The answer to this question depends entirely on your situation. We feel that the most appropriate patient for UFE is a woman who has completed her family, who does not want or cannot tolerate surgery, and has symptoms that are clearly caused by a fibroid of moderate size (about 7 cm) and are not responsive to medications.

Patients who desire future pregnancy, and who are candidates for myomectomy or hormonal therapy should still consider these to be their main treatment options. We simply do not yet know whether UFE has the same safety and efficacy for patients who are still planning for children. In addition, the ovaries and eggs are exposed to x-rays during UFE, which may slightly increase the risk of birth defects. Patients with extremely large fibroids should probably consider hysterectomy to be a better option. As indicated above, UFE can decrease fibroid size, but only by 50-65%. For example, a basketball-sized fibroid would probably not be smaller than a softball after UFE.
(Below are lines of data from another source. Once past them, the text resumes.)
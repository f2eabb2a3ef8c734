//! PUSH/PULL Integration Tests
//!
//! Load balancing from one pusher to several pullers, and fair fan-in from
//! several pushers to one puller.

use portal::prelude::*;
use std::collections::BTreeSet;
use std::time::Duration;

fn config(broker: &Broker) -> PortalConfig {
    PortalConfig::new().with_broker(broker.clone())
}

/// Receive until the pipeline goes quiet.
async fn drain(pull: &ReadOnly<portal::pull::Pull>) -> Vec<Bytes> {
    let mut got = Vec::new();
    while let Ok(Ok(Some(value))) =
        compio::time::timeout(Duration::from_millis(100), pull.recv()).await
    {
        got.push(value);
    }
    got
}

#[compio::test]
async fn test_push_pull_delivers() -> Result<()> {
    portal::dev_tracing::init_tracing();
    let broker = Broker::new();
    let pull = portal::pull::new(config(&broker));
    let push = portal::push::new(config(&broker));

    pull.bind("/pipeline")?;
    push.connect("/pipeline").await?;

    let (sent, got) = futures::join!(push.send("job-1"), pull.recv());
    sent?;
    assert_eq!(got?, Some(Bytes::from_static(b"job-1")));
    Ok(())
}

#[compio::test]
async fn test_push_delivers_each_message_once() -> Result<()> {
    let broker = Broker::new();
    let pull_a = portal::pull::new(config(&broker));
    let pull_b = portal::pull::new(config(&broker));
    let push = portal::push::new(config(&broker).with_capacity(8));

    pull_a.bind("/workers-a")?;
    pull_b.bind("/workers-b")?;
    push.connect("/workers-a").await?;
    push.connect("/workers-b").await?;
    assert_eq!(push.protocol().peer_count(), 2);

    let expected: BTreeSet<Bytes> = (0..6).map(|i| Bytes::from(format!("job-{i}"))).collect();
    for value in &expected {
        push.send(value.clone()).await?;
    }

    let (a, b) = futures::join!(drain(&pull_a), drain(&pull_b));
    assert_eq!(a.len() + b.len(), expected.len(), "a={a:?} b={b:?}");

    let received: BTreeSet<Bytes> = a.into_iter().chain(b).collect();
    assert_eq!(received, expected);
    Ok(())
}

#[compio::test]
async fn test_pull_fans_in() -> Result<()> {
    let broker = Broker::new();
    let pull = portal::pull::new(config(&broker));
    let push_a = portal::push::new(config(&broker).with_capacity(1));
    let push_b = portal::push::new(config(&broker).with_capacity(1));

    pull.bind("/fan-in")?;
    push_a.connect("/fan-in").await?;
    push_b.connect("/fan-in").await?;

    push_a.send("from-a").await?;
    push_b.send("from-b").await?;

    let received: BTreeSet<Bytes> = drain(&pull).await.into_iter().collect();
    let expected: BTreeSet<Bytes> = [Bytes::from_static(b"from-a"), Bytes::from_static(b"from-b")]
        .into_iter()
        .collect();
    assert_eq!(received, expected);
    Ok(())
}

#[compio::test]
async fn test_push_recv_returns_nothing() -> Result<()> {
    let broker = Broker::new();
    let pull = portal::pull::new(config(&broker));
    let push = portal::push::new(config(&broker)).into_inner();

    pull.bind("/push-recv")?;
    push.connect("/push-recv").await?;

    // The receive side of a push portal is closed at init.
    let got = compio::time::timeout(Duration::from_secs(1), push.recv()).await;
    assert!(matches!(got, Ok(Ok(None))));
    Ok(())
}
At OHSU, the Center for Women's Health operates a clinic devoted to helping women manage fibroids and other gynecologic problems without resorting to hysterectomy. The clinic is an excellent resource for women who have questions about their management choices. For more information, click here.

Will my insurance cover it?

Many insurance companies cover UFE on a routine basis. Others do not. The only way to know in an individual case is to contact the insurance company's representatives. However, before checking with your own company, you should be sure that you are an appropriate patient for the procedure. Discuss your case with your primary health care provider and your local IR. If they agree that the procedure is right for you, then you can present this fact to your insurance company. If payment is denied, your doctors can help you with an appeal.

What do I do next?

If you have additional questions about UFE, contact an Interventional Radiologist (IR) in your area. For questions about fibroids in general, or about some of the other treatment options, contact a gynecologist.

The process of evaluating a patient for UFE begins with your primary health care provider. He or she will verify whether you have a fibroid, and whether it is responsible for your symptoms. He or she may order special imaging studies or blood tests to be sure that there are no other problems that also need to be addressed.

The next step is to discuss your case with an IR. The IR will need to review your related medical records and ultrasound (or other) imaging studies. You will need to give written consent to have these records copied and sent to him or her.

If you, your IR, and your primary doctor agree that UFE is the right choice for you, the next step is to contact your insurance company for authorization.